Try the same queries on the Web version of Wolfram and you’ll be similarly steered away from misgendering her.
Ask Siri “Who is Bruce Jenner?” and it’ll point you to Wikipedia’s entry under that name (which redirects to Caitlyn Jenner’s page) but Siri will read out excerpts from out-of-date text.
Similarly, queries like “How old is Bruce Jenner?”, which rely on Wikipedia, don’t flag up that she has now transitioned.
Regardless of where Siri is getting its data from, it’s good that the virtual assistant offers the correct answers…most of the time.
The big mistake – and it’s easy to make – is to think of Siri as a person rather than a cluster of different databases with a thin paste of pseudo-personality spread on top.

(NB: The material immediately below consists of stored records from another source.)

//! First-class action types for tic-tac-toe.
//!
//! Moves are domain events, not side effects. They represent
//! the player's intent and can be validated independently of execution.

use super::{Player, Position};
use serde::{Deserialize, Serialize};

/// A move in tic-tac-toe: a player placing their mark at a position.
#[derive(Debug, Clone, Copy, PartialEq, Eq, Hash, Serialize, Deserialize)]
pub struct Move {
    /// The player making the move.
    pub player: Player,
    /// The position where the player places their mark.
    pub position: Position,
}

impl Move {
    /// Creates a new move.
    pub fn new(player: Player, position: Position) -> Self {
        Self { player, position }
    }
}

impl std::fmt::Display for Move {
    fn fmt(&self, f: &mut std::fmt::Formatter<'_>) -> std::fmt::Result {
        write!(f, "{} -> {}", self.player, self.position.label())
    }
}

/// Why a move was rejected.
///
/// A rejected move never changes the game; the caller keeps the state it
/// already had.
#[derive(Debug, Clone, PartialEq, Eq, derive_more::Display)]
pub enum MoveError {
    /// Index outside 0-8.
    #[display("Position {} is off the board", _0)]
    OutOfBounds(usize),

    /// The square at the position is already occupied.
    #[display("{} is already occupied", _0)]
    SquareOccupied(Position),

    /// The game is already over.
    #[display("Game is already over")]
    GameOver,

    /// It's not this player's turn.
    #[display("It's not {}'s turn", _0)]
    WrongPlayer(Player),

    /// An invariant was violated (postcondition failure).
    #[display("Invariant violation: {}", _0)]
    InvariantViolation(String),
}

impl std::error::Error for MoveError {}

Update: Wikimedia has reached out to us with the following message:
“We were delighted to see Apple and Wolfram Alpha’s efforts to correct queries that misgender Caitlyn Jenner. When Ms. Jenner announced her transition, the editors at English Wikipedia also wanted to ensure the article about her respected her identity. Within an hour of the Vanity Fair article being published, English Wikipedia moved Caitlyn Jenner’s article to her new name. You can learn more about the process, and English Wikipedia’s guidelines for respecting gender identity, in our blog post, How Wikipedia covered Caitlyn Jenner’s transition.
We’re not entirely certain why Siri is returning a result for a Wikipedia article that no longer exists. We hope that is corrected soon!”